The Kingdom

I remember watching a television documentary some years ago about St Paul’s Cathedral. The final programme was a look at the choir school, with boys from as young as seven or eight years old until about twelve or thirteen.

They had to work immensely hard, with the older boys regularly working something like a 13-hour day before they had any real free time. But they seemed quite happy with their punishing schedule, because for all of them their life and soul was in the choir and the music.

One lad was desperate to be chosen as head chorister. His brother had been head chorister before him, and this lad was frantic to follow in his brother’s footsteps and lead the choir. Sadly, he was so eager and worked so hard that his voice couldn’t cope with the strain, and he developed nodules on his vocal cords which eventually prevented him singing at all.

 He was chosen as head chorister, but had to resign after only two or three weeks. I don’t know what happened to him after that, for the programme failed to show us what effect this devastating development had on the boy’s life.
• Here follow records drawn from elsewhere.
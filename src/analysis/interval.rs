//! Interval arithmetic over shift timestamps.
//!
//! All differences are truncated toward zero, so a gap of 1h59m counts as
//! one hour. Calendar stepping is checked: helpers return `None` instead of
//! panicking when a step would leave chrono's representable range.

use chrono::{Datelike, Duration, NaiveDateTime, NaiveTime, Weekday};

/// Returns the whole hours from `a` to `b`, truncated toward zero.
///
/// Negative when `b` is before `a`.
///
/// # Example
///
/// ```
/// use timecard_engine::analysis::hours_between;
/// use chrono::NaiveDateTime;
///
/// let a = NaiveDateTime::parse_from_str("2026-01-12 17:00:00", "%Y-%m-%d %H:%M:%S").unwrap();
/// let b = NaiveDateTime::parse_from_str("2026-01-12 18:59:00", "%Y-%m-%d %H:%M:%S").unwrap();
/// assert_eq!(hours_between(a, b), 1);
/// assert_eq!(hours_between(b, a), -1);
/// ```
pub fn hours_between(a: NaiveDateTime, b: NaiveDateTime) -> i64 {
    b.signed_duration_since(a).num_hours()
}

/// Returns the whole days from `a` to `b`, truncated toward zero.
pub fn days_between(a: NaiveDateTime, b: NaiveDateTime) -> i64 {
    b.signed_duration_since(a).num_days()
}

/// Returns the number of calendar dates from the date of `a` to the date of
/// `b`, ignoring time of day.
///
/// Monday 17:00 to Tuesday 09:00 is one calendar day even though fewer than
/// 24 hours elapse.
pub fn calendar_days_between(a: NaiveDateTime, b: NaiveDateTime) -> i64 {
    days_between(start_of_day(a), start_of_day(b))
}

/// Returns true if the timestamp falls on a Saturday or Sunday.
///
/// # Example
///
/// ```
/// use timecard_engine::analysis::is_weekend_day;
/// use chrono::NaiveDateTime;
///
/// // 2026-01-17 is a Saturday
/// let saturday = NaiveDateTime::parse_from_str("2026-01-17 23:59:00", "%Y-%m-%d %H:%M:%S").unwrap();
/// assert!(is_weekend_day(saturday));
/// ```
pub fn is_weekend_day(timestamp: NaiveDateTime) -> bool {
    matches!(timestamp.weekday(), Weekday::Sat | Weekday::Sun)
}

/// Adds whole days to a timestamp, keeping the time of day.
///
/// Returns `None` if the result is outside the supported calendar.
pub fn add_days(timestamp: NaiveDateTime, days: i64) -> Option<NaiveDateTime> {
    timestamp.checked_add_signed(Duration::try_days(days)?)
}

/// Counts the weekend days among the `day_count + 1` calendar days starting
/// at `start` (inclusive).
///
/// Steps one day at a time. A negative `day_count` counts nothing. Returns
/// `None` if stepping leaves the supported calendar.
///
/// # Example
///
/// ```
/// use timecard_engine::analysis::count_weekend_days;
/// use chrono::NaiveDateTime;
///
/// // Friday 2026-01-16 plus three more days: Fri, Sat, Sun, Mon
/// let friday = NaiveDateTime::parse_from_str("2026-01-16 17:00:00", "%Y-%m-%d %H:%M:%S").unwrap();
/// assert_eq!(count_weekend_days(friday, 3), Some(2));
/// ```
pub fn count_weekend_days(start: NaiveDateTime, day_count: i64) -> Option<i64> {
    let mut weekend_days = 0;
    let mut current = start;

    for offset in 0..=day_count {
        if offset > 0 {
            current = add_days(current, 1)?;
        }
        if is_weekend_day(current) {
            weekend_days += 1;
        }
    }

    Some(weekend_days)
}

/// Midnight at the start of the timestamp's date.
fn start_of_day(timestamp: NaiveDateTime) -> NaiveDateTime {
    timestamp.date().and_time(NaiveTime::MIN)
}

#[cfg(test)]
mod tests {
    use super::*;

    fn make_datetime(date_str: &str, time_str: &str) -> NaiveDateTime {
        NaiveDateTime::parse_from_str(&format!("{} {}", date_str, time_str), "%Y-%m-%d %H:%M:%S")
            .unwrap()
    }

    #[test]
    fn test_hours_between_truncates() {
        let a = make_datetime("2026-01-12", "17:00:00");
        assert_eq!(hours_between(a, make_datetime("2026-01-12", "18:59:59")), 1);
        assert_eq!(hours_between(a, make_datetime("2026-01-12", "19:00:00")), 2);
        assert_eq!(hours_between(a, a), 0);
    }

    #[test]
    fn test_hours_between_negative_truncates_toward_zero() {
        let a = make_datetime("2026-01-12", "17:00:00");
        let b = make_datetime("2026-01-12", "15:30:00");
        assert_eq!(hours_between(a, b), -1);
    }

    #[test]
    fn test_days_between_truncates() {
        let a = make_datetime("2026-01-12", "17:00:00");
        assert_eq!(days_between(a, make_datetime("2026-01-13", "09:00:00")), 0);
        assert_eq!(days_between(a, make_datetime("2026-01-13", "17:00:00")), 1);
        assert_eq!(days_between(a, make_datetime("2026-01-15", "16:59:00")), 2);
        assert_eq!(days_between(a, make_datetime("2026-01-11", "09:00:00")), -1);
    }

    #[test]
    fn test_calendar_days_between_ignores_time_of_day() {
        // Monday evening to Tuesday morning
        let a = make_datetime("2026-01-12", "17:00:00");
        let b = make_datetime("2026-01-13", "09:00:00");
        assert_eq!(calendar_days_between(a, b), 1);

        // Friday evening to Monday morning
        let friday = make_datetime("2026-01-16", "17:00:00");
        let monday = make_datetime("2026-01-19", "09:00:00");
        assert_eq!(calendar_days_between(friday, monday), 3);
    }

    #[test]
    fn test_is_weekend_day() {
        // 2026-01-16 Friday, 17 Saturday, 18 Sunday, 19 Monday
        assert!(!is_weekend_day(make_datetime("2026-01-16", "23:59:59")));
        assert!(is_weekend_day(make_datetime("2026-01-17", "00:00:00")));
        assert!(is_weekend_day(make_datetime("2026-01-18", "12:00:00")));
        assert!(!is_weekend_day(make_datetime("2026-01-19", "00:00:00")));
    }

    #[test]
    fn test_count_weekend_days_inclusive_of_start() {
        let saturday = make_datetime("2026-01-17", "09:00:00");
        assert_eq!(count_weekend_days(saturday, 0), Some(1));
        assert_eq!(count_weekend_days(saturday, 1), Some(2));
        assert_eq!(count_weekend_days(saturday, 2), Some(2));
    }

    #[test]
    fn test_count_weekend_days_full_fortnight() {
        let monday = make_datetime("2026-01-12", "09:00:00");
        assert_eq!(count_weekend_days(monday, 13), Some(4));
    }

    #[test]
    fn test_count_weekend_days_negative_count_is_zero() {
        let saturday = make_datetime("2026-01-17", "09:00:00");
        assert_eq!(count_weekend_days(saturday, -1), Some(0));
        assert_eq!(count_weekend_days(saturday, -5), Some(0));
    }

    #[test]
    fn test_add_days_keeps_time_of_day() {
        let a = make_datetime("2026-01-31", "17:30:00");
        assert_eq!(add_days(a, 1), Some(make_datetime("2026-02-01", "17:30:00")));
    }

    #[test]
    fn test_add_days_overflow_is_none() {
        assert_eq!(add_days(NaiveDateTime::MAX, 1), None);
        assert_eq!(count_weekend_days(NaiveDateTime::MAX, 1), None);
    }
}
Of course people of any age can have a dream which may develop into an ambition, and ambitions vary enormously. Many people have a real ambition to win the lottery or somehow or other become a millionaire. Others have the ambition to reach the top of their chosen field. It’s this burning ambition which keeps sportsmen and women constantly training and constantly pitting themselves against tougher and tougher opposition.

Some people are thrown into unexpected ambition through life’s events. Ever since the murder of his daughter Julie in Kenya  30 years ago, businessman John Ward devoted his life to battling against the enormous odds of authority and red tape to bring Julie’s killers to justice. As did Doreen and Neville Lawrence, father of Stephen Lawrence who was murdered by racist youths in London.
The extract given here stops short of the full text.